Supplied data:
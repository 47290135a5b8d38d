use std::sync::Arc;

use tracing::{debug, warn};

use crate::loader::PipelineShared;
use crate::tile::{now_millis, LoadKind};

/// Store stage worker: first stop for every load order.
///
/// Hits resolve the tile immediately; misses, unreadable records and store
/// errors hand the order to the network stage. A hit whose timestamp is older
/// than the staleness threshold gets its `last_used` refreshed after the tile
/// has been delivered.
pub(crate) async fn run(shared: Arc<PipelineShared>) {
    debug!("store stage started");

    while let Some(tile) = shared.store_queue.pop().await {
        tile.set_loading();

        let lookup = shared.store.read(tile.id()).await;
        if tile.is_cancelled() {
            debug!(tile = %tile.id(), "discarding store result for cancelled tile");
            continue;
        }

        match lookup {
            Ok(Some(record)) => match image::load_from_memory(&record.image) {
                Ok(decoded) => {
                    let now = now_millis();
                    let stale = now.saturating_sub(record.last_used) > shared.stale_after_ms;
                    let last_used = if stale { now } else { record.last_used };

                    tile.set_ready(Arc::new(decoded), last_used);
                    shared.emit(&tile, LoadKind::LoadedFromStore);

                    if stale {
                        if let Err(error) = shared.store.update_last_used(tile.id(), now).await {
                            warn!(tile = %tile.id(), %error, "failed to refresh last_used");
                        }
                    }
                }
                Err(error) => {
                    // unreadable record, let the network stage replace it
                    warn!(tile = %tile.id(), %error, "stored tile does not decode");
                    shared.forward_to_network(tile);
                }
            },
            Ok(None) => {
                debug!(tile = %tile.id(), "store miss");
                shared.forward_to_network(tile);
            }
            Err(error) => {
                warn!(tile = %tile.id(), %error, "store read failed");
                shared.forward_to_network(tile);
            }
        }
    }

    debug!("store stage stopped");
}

* * *

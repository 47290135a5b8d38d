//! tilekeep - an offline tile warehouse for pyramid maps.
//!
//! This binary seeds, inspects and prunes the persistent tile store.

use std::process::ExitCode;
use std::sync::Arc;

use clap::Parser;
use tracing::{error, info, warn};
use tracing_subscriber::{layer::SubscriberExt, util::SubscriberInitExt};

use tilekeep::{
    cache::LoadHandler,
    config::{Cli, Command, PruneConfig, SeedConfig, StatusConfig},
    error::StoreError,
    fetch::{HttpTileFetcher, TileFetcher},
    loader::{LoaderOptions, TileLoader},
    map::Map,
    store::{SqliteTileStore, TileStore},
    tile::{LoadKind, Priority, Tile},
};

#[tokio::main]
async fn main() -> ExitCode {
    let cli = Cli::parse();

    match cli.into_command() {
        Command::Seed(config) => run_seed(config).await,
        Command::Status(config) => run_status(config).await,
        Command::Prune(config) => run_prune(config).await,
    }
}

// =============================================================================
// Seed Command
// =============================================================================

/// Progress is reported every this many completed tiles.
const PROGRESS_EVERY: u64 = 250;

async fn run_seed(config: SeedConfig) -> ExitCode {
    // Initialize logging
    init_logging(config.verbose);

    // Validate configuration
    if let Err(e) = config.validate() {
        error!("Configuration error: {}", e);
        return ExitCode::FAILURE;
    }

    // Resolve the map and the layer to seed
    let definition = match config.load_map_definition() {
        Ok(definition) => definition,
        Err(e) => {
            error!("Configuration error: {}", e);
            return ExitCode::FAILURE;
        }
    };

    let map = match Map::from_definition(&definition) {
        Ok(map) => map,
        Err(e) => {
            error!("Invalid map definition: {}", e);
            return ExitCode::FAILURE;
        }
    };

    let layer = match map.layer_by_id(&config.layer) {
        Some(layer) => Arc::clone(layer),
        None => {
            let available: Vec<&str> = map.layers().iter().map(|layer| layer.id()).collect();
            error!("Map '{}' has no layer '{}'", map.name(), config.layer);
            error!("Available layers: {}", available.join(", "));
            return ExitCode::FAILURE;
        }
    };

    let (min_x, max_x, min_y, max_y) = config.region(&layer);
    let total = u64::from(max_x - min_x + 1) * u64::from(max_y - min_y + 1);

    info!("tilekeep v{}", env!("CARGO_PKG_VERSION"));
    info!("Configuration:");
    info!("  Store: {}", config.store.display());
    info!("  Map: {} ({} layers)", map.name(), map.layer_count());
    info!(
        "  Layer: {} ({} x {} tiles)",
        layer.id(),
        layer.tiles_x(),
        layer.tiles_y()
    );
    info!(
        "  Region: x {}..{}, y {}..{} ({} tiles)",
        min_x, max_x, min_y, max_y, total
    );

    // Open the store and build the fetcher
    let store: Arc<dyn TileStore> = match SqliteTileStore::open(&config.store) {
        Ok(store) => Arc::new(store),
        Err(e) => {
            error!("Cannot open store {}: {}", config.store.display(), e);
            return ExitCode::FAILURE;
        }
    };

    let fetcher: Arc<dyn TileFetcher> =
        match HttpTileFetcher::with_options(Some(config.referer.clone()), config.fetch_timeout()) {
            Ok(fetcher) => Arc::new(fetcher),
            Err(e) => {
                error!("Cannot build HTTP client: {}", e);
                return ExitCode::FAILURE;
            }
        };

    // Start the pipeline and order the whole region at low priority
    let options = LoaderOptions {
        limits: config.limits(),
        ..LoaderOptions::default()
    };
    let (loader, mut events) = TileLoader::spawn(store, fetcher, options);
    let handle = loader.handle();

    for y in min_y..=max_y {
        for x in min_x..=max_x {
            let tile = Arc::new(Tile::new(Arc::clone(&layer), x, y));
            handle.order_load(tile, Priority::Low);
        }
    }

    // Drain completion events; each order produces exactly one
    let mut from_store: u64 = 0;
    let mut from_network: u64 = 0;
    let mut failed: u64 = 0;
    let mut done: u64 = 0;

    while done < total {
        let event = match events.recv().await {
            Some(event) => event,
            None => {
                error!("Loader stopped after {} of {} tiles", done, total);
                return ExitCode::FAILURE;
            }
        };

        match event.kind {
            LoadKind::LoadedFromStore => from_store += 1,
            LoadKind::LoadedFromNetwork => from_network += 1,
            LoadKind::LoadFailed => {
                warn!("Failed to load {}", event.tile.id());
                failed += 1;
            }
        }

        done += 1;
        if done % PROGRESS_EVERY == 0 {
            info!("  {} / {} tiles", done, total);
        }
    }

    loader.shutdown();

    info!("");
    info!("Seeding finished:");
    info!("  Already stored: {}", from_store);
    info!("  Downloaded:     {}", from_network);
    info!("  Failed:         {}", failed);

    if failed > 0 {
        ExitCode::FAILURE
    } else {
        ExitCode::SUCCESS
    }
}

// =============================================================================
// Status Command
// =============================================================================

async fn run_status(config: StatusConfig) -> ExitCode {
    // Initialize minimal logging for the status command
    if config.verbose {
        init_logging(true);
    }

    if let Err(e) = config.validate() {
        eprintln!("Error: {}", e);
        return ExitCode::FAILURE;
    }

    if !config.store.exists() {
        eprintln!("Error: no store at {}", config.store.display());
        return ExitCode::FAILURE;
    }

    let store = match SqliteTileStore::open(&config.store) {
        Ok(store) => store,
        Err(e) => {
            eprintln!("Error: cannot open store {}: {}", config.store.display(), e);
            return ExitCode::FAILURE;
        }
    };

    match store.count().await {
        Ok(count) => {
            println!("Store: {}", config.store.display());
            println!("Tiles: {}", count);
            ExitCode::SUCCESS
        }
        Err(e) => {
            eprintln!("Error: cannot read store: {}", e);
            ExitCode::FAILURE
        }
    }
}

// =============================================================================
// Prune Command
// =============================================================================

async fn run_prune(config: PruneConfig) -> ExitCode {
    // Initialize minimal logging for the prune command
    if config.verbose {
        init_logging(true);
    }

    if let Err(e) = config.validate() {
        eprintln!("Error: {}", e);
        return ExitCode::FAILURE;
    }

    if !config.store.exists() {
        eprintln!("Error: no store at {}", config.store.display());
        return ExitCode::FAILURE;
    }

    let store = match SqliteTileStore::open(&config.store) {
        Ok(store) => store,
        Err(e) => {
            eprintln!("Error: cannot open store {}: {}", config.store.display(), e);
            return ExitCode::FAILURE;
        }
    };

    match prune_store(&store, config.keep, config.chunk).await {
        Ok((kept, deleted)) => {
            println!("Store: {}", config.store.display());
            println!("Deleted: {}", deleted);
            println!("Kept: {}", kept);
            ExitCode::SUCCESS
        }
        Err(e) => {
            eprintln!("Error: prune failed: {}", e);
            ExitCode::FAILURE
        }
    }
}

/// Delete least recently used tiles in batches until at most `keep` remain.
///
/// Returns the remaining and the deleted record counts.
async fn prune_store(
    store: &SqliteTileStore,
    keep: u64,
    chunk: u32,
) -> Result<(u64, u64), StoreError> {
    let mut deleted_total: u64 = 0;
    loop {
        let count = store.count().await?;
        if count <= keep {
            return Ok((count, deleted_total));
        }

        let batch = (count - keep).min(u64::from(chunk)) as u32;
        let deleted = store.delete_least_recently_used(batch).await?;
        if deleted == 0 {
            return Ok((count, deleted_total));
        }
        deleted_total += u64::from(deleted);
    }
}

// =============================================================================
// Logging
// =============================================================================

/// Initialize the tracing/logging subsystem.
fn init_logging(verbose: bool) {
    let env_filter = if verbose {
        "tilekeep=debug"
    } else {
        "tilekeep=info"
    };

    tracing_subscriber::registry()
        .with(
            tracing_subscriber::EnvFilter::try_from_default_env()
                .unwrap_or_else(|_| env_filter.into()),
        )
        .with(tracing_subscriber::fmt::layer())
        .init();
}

...

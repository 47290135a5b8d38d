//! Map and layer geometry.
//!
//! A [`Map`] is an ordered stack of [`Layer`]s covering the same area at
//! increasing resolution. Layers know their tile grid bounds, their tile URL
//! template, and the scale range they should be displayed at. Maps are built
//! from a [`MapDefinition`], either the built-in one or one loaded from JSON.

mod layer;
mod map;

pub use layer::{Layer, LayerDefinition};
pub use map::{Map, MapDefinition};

Work task:
Find the word "PruneConfig" in the entries. Copy each line that holds it.

Solution for this problem:
    config::{Cli, Command, PruneConfig, SeedConfig, StatusConfig},
async fn run_prune(config: PruneConfig) -> ExitCode {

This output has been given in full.